A young woman named Margaret stumbles one morning from a forest outside Berlin, hands dirty, clothes torn. She can remember nothing of the night in the woods, nor—she soon realizes—anything of the previous months. She returns home to her former life.
Two years later, she receives a letter from a mysterious doctor, who summons her to an appointment, claiming to be concerned for her fate. Margaret keeps the appointment, but when she leaves the doctor’s office, the entire city is transformed. Nazi ghosts manifest as preening falcons; buildings turn to flesh; reality itself wheels.

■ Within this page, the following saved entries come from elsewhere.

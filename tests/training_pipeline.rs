mod support;

use churnpal::artifact::{self, ArtifactLocation};
use churnpal::dataset::DatasetError;
use churnpal::predictor;
use churnpal::record::example_customer;
use churnpal::training::{self, FinalFit, TrainError};
use support::churn_csv::{config_for, write_churn_csv};
use tempfile::tempdir;

#[test]
fn run_writes_a_loadable_artifact() {
    let dir = tempdir().unwrap();
    let data = write_churn_csv(dir.path(), 300, 7, false);
    let config = config_for(dir.path(), data, "model.json");

    let report = training::run(&config).unwrap();
    assert_eq!(report.rows, 300);
    assert_eq!(report.test_rows, 60);
    assert_eq!(report.folds.len(), 5);
    let summary = report.summary.unwrap();
    assert_eq!(summary.count, 5);
    assert!(summary.mean > 0.5, "cv auc {summary}");
    assert!(report.test_auc.is_some());

    let loaded = artifact::load(&config.training.artifact).unwrap();
    assert_eq!(loaded, report.artifact);
    let probability = predictor::predict_one(&example_customer(), &loaded).unwrap();
    assert!((0.0..=1.0).contains(&probability));
}

#[test]
fn identical_runs_produce_identical_artifacts() {
    let dir = tempdir().unwrap();
    let data = write_churn_csv(dir.path(), 200, 3, false);
    let first = config_for(dir.path(), data.clone(), "first.json");
    let second = config_for(dir.path(), data, "second.json");

    let a = training::run(&first).unwrap();
    let b = training::run(&second).unwrap();
    assert_eq!(a.fold_scores(), b.fold_scores());
    let bytes_a = std::fs::read(dir.path().join("first.json")).unwrap();
    let bytes_b = std::fs::read(dir.path().join("second.json")).unwrap();
    assert_eq!(bytes_a, bytes_b);
}

#[test]
fn different_seeds_shuffle_differently() {
    let dir = tempdir().unwrap();
    let data = write_churn_csv(dir.path(), 200, 3, false);
    let first = config_for(dir.path(), data.clone(), "seed1.json");
    let mut second = config_for(dir.path(), data, "seed2.json");
    second.training.seed = 2;

    let a = training::run(&first).unwrap();
    let b = training::run(&second).unwrap();
    assert_ne!(a.fold_scores(), b.fold_scores());
}

#[test]
fn all_negative_labels_predict_low_churn() {
    let dir = tempdir().unwrap();
    let data = write_churn_csv(dir.path(), 120, 11, true);
    let config = config_for(dir.path(), data, "model.json");

    let report = training::run(&config).unwrap();
    assert!(report.summary.is_none());
    assert!(report.folds.iter().all(|fold| fold.auc.is_none()));

    let loaded = artifact::load(&config.training.artifact).unwrap();
    let probability = predictor::predict_one(&example_customer(), &loaded).unwrap();
    assert!(probability < 0.5, "p = {probability}");
}

#[test]
fn full_train_refit_and_split_layout() {
    let dir = tempdir().unwrap();
    let data = write_churn_csv(dir.path(), 200, 5, false);
    let mut config = config_for(dir.path(), data, "unused.json");
    config.training.final_fit = FinalFit::FullTrain;
    config.training.artifact = ArtifactLocation::Split {
        encoder_path: dir.path().join("dv.json"),
        model_path: dir.path().join("clf.json"),
    };

    let report = training::run(&config).unwrap();
    assert_eq!(report.final_fit_rows, report.full_train_rows);
    let loaded = artifact::load(&config.training.artifact).unwrap();
    assert_eq!(loaded, report.artifact);
}

#[test]
fn missing_data_file_writes_nothing() {
    let dir = tempdir().unwrap();
    let config = config_for(dir.path(), dir.path().join("absent.csv"), "model.json");

    let err = training::run(&config).unwrap_err();
    assert!(matches!(err, TrainError::Dataset(DatasetError::Open { .. })));
    assert!(!dir.path().join("model.json").exists());
}

#[test]
fn unconverged_folds_still_produce_an_artifact() {
    let dir = tempdir().unwrap();
    let data = write_churn_csv(dir.path(), 200, 13, false);
    let mut config = config_for(dir.path(), data, "model.json");
    config.training.max_iter = 1;

    let report = training::run(&config).unwrap();
    assert_eq!(report.folds.len(), 5);
    assert!(report.convergence_warnings > 0);
    assert!(report.folds.iter().any(|fold| !fold.converged));
    assert!(dir.path().join("model.json").exists());
    let loaded = artifact::load(&config.training.artifact).unwrap();
    assert_eq!(loaded, report.artifact);
}
//! Customer records as read from CSV rows or request bodies.

use std::collections::BTreeMap;

use serde::{Deserialize, Serialize};

use crate::schema::{AttributeKind, FeatureSchema, SchemaError};

/// Raw scalar value of a single attribute.
#[derive(Debug, Clone, PartialEq, Serialize, Deserialize)]
#[serde(untagged)]
pub enum FeatureValue {
    Number(f64),
    Text(String),
}

impl FeatureValue {
    fn describe(&self) -> String {
        match self {
            FeatureValue::Number(value) => format!("number {value}"),
            FeatureValue::Text(value) => format!("text '{value}'"),
        }
    }
}

impl From<&str> for FeatureValue {
    fn from(value: &str) -> Self {
        FeatureValue::Text(value.to_string())
    }
}

impl From<String> for FeatureValue {
    fn from(value: String) -> Self {
        FeatureValue::Text(value)
    }
}

impl From<f64> for FeatureValue {
    fn from(value: f64) -> Self {
        FeatureValue::Number(value)
    }
}

impl From<i64> for FeatureValue {
    fn from(value: i64) -> Self {
        FeatureValue::Number(value as f64)
    }
}

/// One customer: attribute name to raw value.
///
/// Attributes outside the schema are carried along but never encoded.
#[derive(Debug, Clone, Default, PartialEq, Serialize, Deserialize)]
#[serde(transparent)]
pub struct CustomerRecord {
    values: BTreeMap<String, FeatureValue>,
}

impl CustomerRecord {
    pub fn new() -> Self {
        Self::default()
    }

    /// Builder-style insert.
    pub fn with(mut self, attribute: impl Into<String>, value: impl Into<FeatureValue>) -> Self {
        self.insert(attribute, value);
        self
    }

    pub fn insert(&mut self, attribute: impl Into<String>, value: impl Into<FeatureValue>) {
        self.values.insert(attribute.into(), value.into());
    }

    pub fn get(&self, attribute: &str) -> Option<&FeatureValue> {
        self.values.get(attribute)
    }

    pub fn remove(&mut self, attribute: &str) -> Option<FeatureValue> {
        self.values.remove(attribute)
    }

    pub fn len(&self) -> usize {
        self.values.len()
    }

    pub fn is_empty(&self) -> bool {
        self.values.is_empty()
    }

    /// Level of a categorical attribute; numbers are rendered as text.
    pub fn categorical_level(&self, attribute: &str) -> Result<String, SchemaError> {
        match self.require(attribute)? {
            FeatureValue::Text(value) => Ok(value.clone()),
            FeatureValue::Number(value) if value.is_finite() => Ok(canonical_number(*value)),
            other => Err(SchemaError::WrongKind {
                attribute: attribute.to_string(),
                expected: AttributeKind::Categorical,
                found: other.describe(),
            }),
        }
    }

    /// Value of a numerical attribute. Text is never parsed here.
    pub fn numerical_value(&self, attribute: &str) -> Result<f64, SchemaError> {
        match self.require(attribute)? {
            FeatureValue::Number(value) if value.is_finite() => Ok(*value),
            other => Err(SchemaError::WrongKind {
                attribute: attribute.to_string(),
                expected: AttributeKind::Numerical,
                found: other.describe(),
            }),
        }
    }

    /// Check every declared attribute is present with a usable kind.
    pub fn validate(&self, schema: &FeatureSchema) -> Result<(), SchemaError> {
        for (name, kind) in schema.attributes() {
            match kind {
                AttributeKind::Categorical => self.categorical_level(name).map(|_| ())?,
                AttributeKind::Numerical => self.numerical_value(name).map(|_| ())?,
            }
        }
        Ok(())
    }

    fn require(&self, attribute: &str) -> Result<&FeatureValue, SchemaError> {
        self.values
            .get(attribute)
            .ok_or_else(|| SchemaError::MissingAttribute {
                attribute: attribute.to_string(),
            })
    }
}

impl<K, V> FromIterator<(K, V)> for CustomerRecord
where
    K: Into<String>,
    V: Into<FeatureValue>,
{
    fn from_iter<I: IntoIterator<Item = (K, V)>>(iter: I) -> Self {
        Self {
            values: iter
                .into_iter()
                .map(|(k, v)| (k.into(), v.into()))
                .collect(),
        }
    }
}

/// Integral numbers render without a fraction so `0` and `"0"` share a level.
fn canonical_number(value: f64) -> String {
    if value.fract() == 0.0 && value.abs() < 1e15 {
        format!("{}", value as i64)
    } else {
        format!("{value}")
    }
}

/// The reference customer used by smoke tests and the predict utility.
pub fn example_customer() -> CustomerRecord {
    CustomerRecord::new()
        .with("gender", "female")
        .with("seniorcitizen", 0i64)
        .with("partner", "yes")
        .with("dependents", "no")
        .with("phoneservice", "no")
        .with("multiplelines", "no_phone_service")
        .with("internetservice", "dsl")
        .with("onlinesecurity", "no")
        .with("onlinebackup", "yes")
        .with("deviceprotection", "no")
        .with("techsupport", "no")
        .with("streamingtv", "no")
        .with("streamingmovies", "no")
        .with("contract", "month-to-month")
        .with("paperlessbilling", "yes")
        .with("paymentmethod", "electronic_check")
        .with("tenure", 1i64)
        .with("monthlycharges", 29.85)
        .with("totalcharges", 29.85)
}

#[cfg(test)]
mod tests {
    use super::*;

    #[test]
    fn example_customer_matches_churn_schema() {
        example_customer()
            .validate(&FeatureSchema::churn_default())
            .unwrap();
    }

    #[test]
    fn integral_numbers_share_level_with_text() {
        let record = CustomerRecord::new()
            .with("seniorcitizen", 1i64)
            .with("rate", 0.5);
        assert_eq!(record.categorical_level("seniorcitizen").unwrap(), "1");
        assert_eq!(record.categorical_level("rate").unwrap(), "0.5");
    }

    #[test]
    fn text_for_numerical_is_wrong_kind() {
        let record = CustomerRecord::new().with("tenure", "12");
        let err = record.numerical_value("tenure").unwrap_err();
        assert!(matches!(
            err,
            SchemaError::WrongKind {
                expected: AttributeKind::Numerical,
                ..
            }
        ));
    }

    #[test]
    fn missing_attribute_is_reported_by_name() {
        let mut record = example_customer();
        record.remove("contract");
        let err = record
            .validate(&FeatureSchema::churn_default())
            .unwrap_err();
        assert_eq!(
            err,
            SchemaError::MissingAttribute {
                attribute: "contract".to_string()
            }
        );
    }

    #[test]
    fn json_object_deserializes_into_record() {
        let record: CustomerRecord =
            serde_json::from_str(r#"{"contract":"two_year","tenure":24}"#).unwrap();
        assert_eq!(record.get("tenure"), Some(&FeatureValue::Number(24.0)));
        assert_eq!(
            record.get("contract"),
            Some(&FeatureValue::Text("two_year".to_string()))
        );
    }
}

This is the story of Margaret’s race to recover her lost history—the night in the forest, and the chasm that opened in her life as a result. Awash in guilt, careening toward a shattering revelation, Margaret finds her personal amnesia resonating more and more clamorously with a nation’s criminal past, as she struggles toward an awakening that will lead her through madness to the truth, and to the unanswerable agony of her own actions.
Ida Hattemer-Higgins has written a novel about amnesia—individual, cultural, historical—about memory and oblivion, fantasy and reason, myth and redemption in our time. An unforgettable story from a bold and prodigiously gifted young talent.
PUBLISHERS WEEKLY
A promising premise flatlines in Hattermer-Higgins's overwrought debut. Margaret Taub, a young American woman awakens in a forest outside Berlin in September of 2002 with a several-month-long blank spot in her memory. Two years later, after a letter, addressed to a "Margaret T ubner," arrives at her apartment, confirming an upcoming appointment with a doctor Margaret has never heard of, she meets the doctor, a gynecologist, who treats Margaret with uncomfortable familiarity and insists on serving as her "memory surgeon." The next morning, Berlin has "transformed into flesh," and, as Margaret negotiates the menacingly alive city, she is plagued by a mysterious feeling of guilt, all the while becoming increasingly obsessed with Magda Goebbels, the wife of Hitler's propaganda minister, and the possibly parallel story of Regina Strauss, a Jewish woman who committed suicide along with her husband and children. It doesn't take long for this novel to come undone, its magical realism and overly precious tone mixing uneasily with its ponderous claims about ethics and memory. Also problematic are the final revelations about Margaret's past, which are intended to be shocking and enlightening, but are instead burdened with insistence on meaning.